A battery backup system tied to a solar system qualifies for two key incentives. One is from the IRS and the other is from the Maryland Energy Administration. Both act as tax credits and can cover more than half of the battery backup system, making it much more cost-effective than traditional generators. While battery technology is improving every day, the incentives step down at a faster rate, so the sooner you get your battery system up and running, the better.
Before we dive in, let’s have a little disclaimer:
We’re solar and battery gurus, not tax gurus. We offer this guide as basic instruction only and do not mean it as professional tax preparation advice. For specific tax-related questions or issues, we recommend consulting a certified tax preparation specialist or CPA.

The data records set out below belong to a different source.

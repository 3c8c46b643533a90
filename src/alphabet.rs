// alphabet.rs — Character alphabet: char <-> id with id 0 reserved for unknown characters.
//
// Built once with `AlphabetBuilder` (append-only), then frozen into `CharAlphabet`.

use std::collections::HashMap;

use crate::config::vocab::UNK_CHAR_ID;

/// Append-only builder. Ids are handed out sequentially in insertion order.
#[derive(Debug, Clone)]
pub struct AlphabetBuilder {
    unk_label: String,
    stoi: HashMap<char, usize>,
    itos: Vec<char>,
}

impl AlphabetBuilder {
    pub fn new(unk_label: &str) -> Self {
        Self {
            unk_label: unk_label.to_string(),
            stoi: HashMap::new(),
            itos: Vec::new(),
        }
    }

    /// Register `ch` if it is new. Returns its id either way.
    pub fn insert(&mut self, ch: char) -> usize {
        if let Some(&id) = self.stoi.get(&ch) {
            return id;
        }
        // +1: id 0 belongs to the unknown entry
        let id = self.itos.len() + 1;
        self.stoi.insert(ch, id);
        self.itos.push(ch);
        id
    }

    /// Register every character of `word` followed by its uppercase form.
    ///
    /// Multi-char uppercase forms register each char separately ('ß' adds 'S', not "SS"),
    /// so ids differ from alphabets that store "SS" as a single entry.
    pub fn insert_word(&mut self, word: &str) {
        for ch in word.chars() {
            self.insert(ch);
            for upper in ch.to_uppercase() {
                self.insert(upper);
            }
        }
    }

    pub fn build(self) -> CharAlphabet {
        CharAlphabet {
            unk_label: self.unk_label,
            stoi: self.stoi,
            itos: self.itos,
        }
    }
}

/// Frozen character alphabet.
#[derive(Debug, Clone)]
pub struct CharAlphabet {
    unk_label: String,
    stoi: HashMap<char, usize>,
    itos: Vec<char>,
}

impl CharAlphabet {
    /// Build from an iterator of words, in order.
    pub fn from_words<'a, I>(words: I, unk_label: &str) -> Self
    where
        I: IntoIterator<Item = &'a str>,
    {
        let mut builder = AlphabetBuilder::new(unk_label);
        for word in words {
            builder.insert_word(word);
        }
        builder.build()
    }

    /// Number of ids, including the unknown entry.
    pub fn len(&self) -> usize {
        self.itos.len() + 1
    }

    /// Never true: the unknown entry is always present.
    pub fn is_empty(&self) -> bool {
        false
    }

    /// Id for `ch`, or the unknown id.
    pub fn id(&self, ch: char) -> usize {
        self.get(ch).unwrap_or(UNK_CHAR_ID)
    }

    pub fn get(&self, ch: char) -> Option<usize> {
        self.stoi.get(&ch).copied()
    }

    /// Display symbol for an id; id 0 yields the unknown label.
    pub fn symbol(&self, id: usize) -> Option<String> {
        if id == UNK_CHAR_ID {
            return Some(self.unk_label.clone());
        }
        self.itos.get(id - 1).map(|c| c.to_string())
    }

    pub fn unk_label(&self) -> &str {
        &self.unk_label
    }

    /// Registered characters in id order (the unknown entry excluded).
    pub fn chars(&self) -> impl Iterator<Item = char> + '_ {
        self.itos.iter().copied()
    }

    /// One-hot rows for each character of `token`, flattened row-major.
    /// Output length is `token.chars().count() * self.len()`.
    pub fn one_hot_rows(&self, token: &str) -> Vec<f32> {
        let width = self.len();
        let rows = token.chars().count();
        let mut data = vec![0.0f32; rows * width];
        for (row, ch) in token.chars().enumerate() {
            data[row * width + self.id(ch)] = 1.0;
        }
        data
    }
}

It is important to note that this is a tax credit. If you do not have a tax liability, then you cannot claim the credit against a liability. If your lack of tax liability is temporary, the tax credit can roll over from year to year.
Can I get the Solar Tax Credit for Batteries in a different Tax Year?

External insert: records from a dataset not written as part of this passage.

impl EmbeddingTable {
    /// Build a table from in-memory `(word, vector)` pairs.
    ///
    /// Every vector must have exactly `dim` components. Duplicate words keep
    /// their first vector.
    pub fn from_entries<I>(entries: I, dim: usize, unk_label: &str) -> Result<Self>
    where
        I: IntoIterator<Item = (String, Vec<f32>)>,
    {
        let mut words = Vec::new();
        let mut data = Vec::new();
        let mut seen = HashMap::new();
        for (word, vector) in entries {
            if vector.len() != dim {
                return Err(VocabError::unavailable(
                    dim,
                    anyhow::anyhow!("vector for {word:?} has {} components, expected {dim}", vector.len()),
                ));
            }
            if seen.contains_key(&word) {
                continue;
            }
            seen.insert(word.clone(), words.len());
            words.push(word);
            data.extend_from_slice(&vector);
        }
        Ok(Self::from_parts(words, data, dim, unk_label)?)
    }

    /// Load the table for `p.dim`, preferring the binary cache, then the text
    /// table (fetching it if needed). A fresh text parse refreshes the binary cache.
    pub fn load(p: &FetchParams<'_>, unk_label: &str) -> anyhow::Result<Self> {
        match Self::load_cache(p.cache_dir, p.dim, unk_label) {
            Ok(Some(table)) => return Ok(table),
            Ok(None) => {}
            Err(e) => log::warn!("Ignoring unreadable table cache (re-parsing text): {:#}", e),
        }

        let text_path = download::ensure_text_table(p)?;
        let table = Self::parse_text(&text_path, p.dim, unk_label)?;

        if let Err(e) = table.save_cache(p.cache_dir) {
            log::warn!("Could not write table cache to {}: {:#}", p.cache_dir.display(), e);
        }
        Ok(table)
    }

    /// Parse a GloVe text table (`word v1 .. vdim` per line).
    pub fn parse_text(path: &Path, dim: usize, unk_label: &str) -> anyhow::Result<Self> {
        let started = Instant::now();
        let file = fs::File::open(path).with_context(|| format!("failed to open {}", path.display()))?;
        let reader = BufReader::new(file);

        let mut words = Vec::new();
        let mut data = Vec::new();
        let mut seen: HashMap<String, usize> = HashMap::new();
        let mut duplicates = 0usize;

        for (i, raw) in reader.split(b'\n').enumerate() {
            let line_no = i + 1;
            let raw = raw.with_context(|| format!("failed reading {} at line {line_no}", path.display()))?;
            let line = match std::str::from_utf8(&raw) {
                Ok(s) => s.trim_end(),
                Err(_) => {
                    log::warn!("Skipping non UTF-8 line {} in {}", line_no, path.display());
                    continue;
                }
            };
            if line.is_empty() {
                continue;
            }

            let fields: Vec<&str> = line.split(' ').collect();
            // A bare count, or a word2vec-style "count dim" header
            if fields.len() <= 2 && fields.len() < dim + 1 {
                log::warn!("Skipping header-like line {} in {}", line_no, path.display());
                continue;
            }
            if fields.len() < dim + 1 {
                bail!(
                    "malformed line {} in {}: {} fields, expected at least {}",
                    line_no,
                    path.display(),
                    fields.len(),
                    dim + 1
                );
            }

            // Trailing `dim` fields are the vector; anything before is the word (may contain spaces).
            let split = fields.len() - dim;
            let word = fields[..split].join(" ");
            if seen.contains_key(&word) {
                duplicates += 1;
                log::debug!("Skipping duplicate word {:?} at line {}", word, line_no);
                continue;
            }

            for field in &fields[split..] {
                let v: f32 = field.parse().with_context(|| {
                    format!("malformed line {} in {}: bad float {field:?}", line_no, path.display())
                })?;
                data.push(v);
            }
            seen.insert(word.clone(), words.len());
            words.push(word);
        }

        log::info!(
            "Parsed {} words (dim={}, {} duplicates skipped) from {} in {:?}",
            words.len(),
            dim,
            duplicates,
            path.display(),
            started.elapsed()
        );

        Ok(Self::from_parts(words, data, dim, unk_label)?)
    }

    fn from_parts(words: Vec<String>, mut data: Vec<f32>, dim: usize, unk_label: &str) -> candle_core::Result<Self> {
        let rows = words.len();
        // Reserved unknown-word row
        data.extend(std::iter::repeat(0.0f32).take(dim));
        let vectors = Tensor::from_vec(data, (rows + 1, dim), &Device::Cpu)?;
        let index = words.iter().enumerate().map(|(i, w)| (w.clone(), i)).collect();
        Ok(Self {
            words,
            index,
            vectors,
            dim,
            unk_label: unk_label.to_string(),
        })
    }

    fn load_cache(cache_dir: &Path, dim: usize, unk_label: &str) -> anyhow::Result<Option<Self>> {
        let tensor_path = cache_dir.join(config::glove::tensor_cache_file_name(dim));
        let words_path = cache_dir.join(config::glove::words_cache_file_name(dim));
        if !tensor_path.exists() || !words_path.exists() {
            return Ok(None);
        }

        let started = Instant::now();
        let listing = fs::read_to_string(&words_path).with_context(|| format!("read {}", words_path.display()))?;
        // Split on '\n' only: a word may legitimately end in '\r'
        let words: Vec<String> = listing
            .strip_suffix('\n')
            .unwrap_or(&listing)
            .split('\n')
            .map(str::to_string)
            .collect();

        let mut tensors = candle_core::safetensors::load(&tensor_path, &Device::Cpu)
            .with_context(|| format!("load {}", tensor_path.display()))?;
        let vectors = tensors
            .remove(config::glove::VECTORS_TENSOR_NAME)
            .with_context(|| format!("{} has no {:?} tensor", tensor_path.display(), config::glove::VECTORS_TENSOR_NAME))?;

        let (rows, cols) = vectors.dims2()?;
        if rows != words.len() || cols != dim {
            bail!(
                "table cache shape mismatch: tensor [{rows}, {cols}], {} words, dim {dim}",
                words.len()
            );
        }

        let data = vectors.to_dtype(DType::F32)?.flatten_all()?.to_vec1::<f32>()?;
        let table = Self::from_parts(words, data, dim, unk_label)?;
        log::info!(
            "Loaded {} words (dim={}) from cache {} in {:?}",
            table.len(),
            dim,
            tensor_path.display(),
            started.elapsed()
        );
        Ok(Some(table))
    }

    fn save_cache(&self, cache_dir: &Path) -> anyhow::Result<()> {
        if self.words.is_empty() {
            return Ok(());
        }
        let tensor_path = cache_dir.join(config::glove::tensor_cache_file_name(self.dim));
        let words_path = cache_dir.join(config::glove::words_cache_file_name(self.dim));

        let known = self.vectors.narrow(0, 0, self.words.len())?;
        let tensors = HashMap::from([(config::glove::VECTORS_TENSOR_NAME.to_string(), known)]);
        candle_core::safetensors::save(&tensors, &tensor_path)
            .with_context(|| format!("write {}", tensor_path.display()))?;

        let mut listing = self.words.join("\n");
        listing.push('\n');
        fs::write(&words_path, listing).with_context(|| format!("write {}", words_path.display()))?;

        log::info!("Wrote table cache {}", tensor_path.display());
        Ok(())
    }

    pub fn dim(&self) -> usize {
        self.dim
    }

    /// Number of real words (the reserved unknown row is not counted).
    pub fn len(&self) -> usize {
        self.words.len()
    }

    pub fn is_empty(&self) -> bool {
        self.words.is_empty()
    }

    /// Row holding the shared unknown-word vector.
    pub fn unk_index(&self) -> usize {
        self.words.len()
    }

    pub fn index_of(&self, word: &str) -> Option<usize> {
        self.index.get(word).copied()
    }

    /// Exact lookup, falling back to the unknown row.
    pub fn lookup(&self, word: &str) -> usize {
        self.index_of(word).unwrap_or_else(|| self.unk_index())
    }

    /// Word stored at `index`; the unknown row reports the unknown-word label.
    pub fn word(&self, index: usize) -> Option<&str> {
        if index == self.unk_index() {
            return Some(&self.unk_label);
        }
        self.words.get(index).map(String::as_str)
    }

    /// Words in table order.
    pub fn words(&self) -> impl Iterator<Item = &str> {
        self.words.iter().map(String::as_str)
    }

    /// Vector for a row index, shape `[dim]`.
    pub fn vector(&self, index: usize) -> candle_core::Result<Tensor> {
        self.vectors.get(index)
    }
}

The quick answer is yes. It will be more cost-effective to do it all at once, but the solar tax credit can apply if installed at a later date. In 2018, a married couple asked the same question and the IRS published a ruling (#201809003, 3/2/2018, https://www.irs.gov/pub/irs-wd/201809003.pdf). The couple asked if the IRS considers the batteries to be “qualified solar electric property expenditure” and if so, if it would still be considered “when installed in a taxable year after the taxable year in which the installation of… other Solar Energy System Components [were] completed”.

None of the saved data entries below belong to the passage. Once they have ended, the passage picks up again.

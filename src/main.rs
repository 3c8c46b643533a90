mod logging;

use std::io::{stdin, stdout, BufRead, Write};
use std::path::PathBuf;

use anyhow::{bail, Context};
use serde_json::Value;

use glove_vocab::{Vocab, VocabOptions};

fn main() {
    if let Err(e) = real_main() {
        eprintln!("[vocab_tool] fatal error: {e:?}");
        log::error!("Fatal error: {:?}", e);
        std::process::exit(1);
    }
}

#[derive(Debug, Default, PartialEq)]
struct CliArgs {
    dim: Option<usize>,
    cache: Option<PathBuf>,
    config: Option<PathBuf>,
    offline: bool,
    unk_word: Option<String>,
    unk_char: Option<String>,
    info: bool,
    vectors: bool,
}

fn real_main() -> anyhow::Result<()> {
    let _logger = logging::init_logging()?;

    let args: Vec<String> = std::env::args().skip(1).collect();
    let cli = parse_args(&args)?;
    let opts = build_options(&cli)?;

    log::info!(
        "Options: dim={}, cache={:?}, allow_download={}",
        opts.word_vec_dim,
        opts.cache_dir,
        opts.allow_download
    );
    let vocab = Vocab::new(&opts)?;

    let mut out = stdout().lock();
    if cli.info {
        let info = serde_json::json!({
            "wordVecDim": vocab.word_vec_dim(),
            "alphabetSize": vocab.alphabet_size(),
            "totalDim": vocab.total_dim(),
            "words": vocab.table().len(),
        });
        writeln!(out, "{info}")?;
        return Ok(());
    }

    let mut line_count: u64 = 0;
    for line in stdin().lock().lines() {
        let line = line.context("failed reading stdin")?;
        if line.trim().is_empty() {
            continue;
        }
        line_count += 1;

        let resp = match encode_line(&vocab, &line, cli.vectors) {
            Ok(v) => v,
            Err(e) => {
                log::warn!("Line {} rejected: {:#}", line_count, e);
                serde_json::json!({ "error": format!("{e:#}") })
            }
        };
        writeln!(out, "{resp}")?;
    }
    out.flush()?;

    log::info!("Encoded {} sentences", line_count);
    Ok(())
}

fn parse_args(args: &[String]) -> anyhow::Result<CliArgs> {
    let mut cli = CliArgs::default();
    let mut i = 0;
    while i < args.len() {
        match args[i].as_str() {
            "--dim" => {
                let v = read_arg_value(args, i).context("missing value for --dim")?;
                cli.dim = Some(v.parse().with_context(|| format!("invalid --dim {v:?}"))?);
                i += 1;
            }
            "--cache" => {
                cli.cache = Some(PathBuf::from(read_arg_value(args, i).context("missing value for --cache")?));
                i += 1;
            }
            "--config" => {
                cli.config = Some(PathBuf::from(read_arg_value(args, i).context("missing value for --config")?));
                i += 1;
            }
            "--unk-word" => {
                cli.unk_word = Some(read_arg_value(args, i).context("missing value for --unk-word")?);
                i += 1;
            }
            "--unk-char" => {
                cli.unk_char = Some(read_arg_value(args, i).context("missing value for --unk-char")?);
                i += 1;
            }
            "--offline" => cli.offline = true,
            "--info" => cli.info = true,
            "--vectors" => cli.vectors = true,
            other => bail!("unknown argument: {other}"),
        }
        i += 1;
    }
    Ok(cli)
}

fn read_arg_value(args: &[String], flag_pos: usize) -> Option<String> {
    args.get(flag_pos + 1).filter(|v| !v.starts_with("--")).cloned()
}

/// Config file first (if any), then command-line overrides.
fn build_options(cli: &CliArgs) -> anyhow::Result<VocabOptions> {
    let mut opts = match &cli.config {
        Some(path) => {
            let raw = std::fs::read_to_string(path).with_context(|| format!("read {}", path.display()))?;
            serde_json::from_str(&raw).with_context(|| format!("parse {}", path.display()))?
        }
        None => VocabOptions::default(),
    };

    if let Some(dim) = cli.dim {
        opts.word_vec_dim = dim;
    }
    if let Some(cache) = &cli.cache {
        opts.cache_dir = Some(cache.clone());
    }
    if cli.offline {
        opts.allow_download = false;
    }
    if let Some(s) = &cli.unk_word {
        opts.unk_word = s.clone();
    }
    if let Some(s) = &cli.unk_char {
        opts.unk_char = s.clone();
    }
    Ok(opts)
}

/// One JSON array of tokens in, one JSON object out.
fn encode_line(vocab: &Vocab, line: &str, include_vectors: bool) -> anyhow::Result<Value> {
    let tokens: Vec<String> = serde_json::from_str(line).context("expected a JSON array of token strings")?;
    let enc = vocab.encode_sentence(tokens.as_slice())?;

    let char_ids: Vec<Vec<usize>> = tokens
        .iter()
        .map(|t| t.chars().map(|c| vocab.char_id(c)).collect())
        .collect();
    let char_shapes: Vec<Vec<usize>> = enc.chars.iter().map(|t| t.dims().to_vec()).collect();
    let word_indices: Vec<usize> = tokens.iter().map(|t| vocab.word_index(t)).collect();
    let known: Vec<bool> = tokens.iter().map(|t| vocab.is_known(t)).collect();

    let mut resp = serde_json::json!({
        "tokens": tokens,
        "charIds": char_ids,
        "charShapes": char_shapes,
        "wordIndices": word_indices,
        "knownWords": known,
    });

    if include_vectors {
        let vectors = enc
            .words
            .iter()
            .map(|t| t.to_vec1::<f32>())
            .collect::<candle_core::Result<Vec<_>>>()?;
        resp["wordVectors"] = serde_json::json!(vectors);
    }

    Ok(resp)
}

The IRS ruled that the battery backup systems qualified for the solar tax credit as long as the battery power came from the solar system and not the grid. Additionally, the letter states, “Earlier installations of qualifying property do not affect the availability of the credit for qualifying property in later years”.
As a continued disclaimer, this was a married couple, filing jointly, requesting a tax credit in the year following their initial solar installation. Some have misinterpreted the ruling in this very specific scenario, but most feel that the language is clear on both counts and applied broadly. You can read a clarifying article and the actual letter.
Maryland Battery Backup Incentive
Maryland also offers a tax credit of 30% of the total installed costs of the energy storage system up to $5,000 for a residential property; or, up to $75,000 for a commercial property.
Maryland approved the tax credit through 2022, however, there is a set amount available on a first-come first-served basis. In 2020 that is $750,000, with the state reserves at $300,000 for residential taxpayers and $450,000 for commercial taxpayers.
There are many things you need to do to qualify. The major ones are:
- Be a Maryland taxpayer.
- If for a home, it must be for a primary residence.
- This is a one-time, per property incentive, so you can’t claim it later if you upgrade the system.
- Qualifying equipment and installation (Don’t worry… we’ve got those covered).
The Maryland Energy Administration lists more battery incentive requirements on its website.
Just like the federal tax credit, this is a credit and only applies to Maryland State Income Tax Liability. If you have no state tax liability, you cannot use the credit.
Summing Up the Federal and Maryland Battery Incentives
In 2023, this adds up to a whopping 60% combined tax credit for a qualifying battery storage system. That is a significantly lower cost than a traditional generator with the added benefit of no traditional fuel source, no regular maintenance, and the potential to be off-grid indefinitely in extreme emergencies.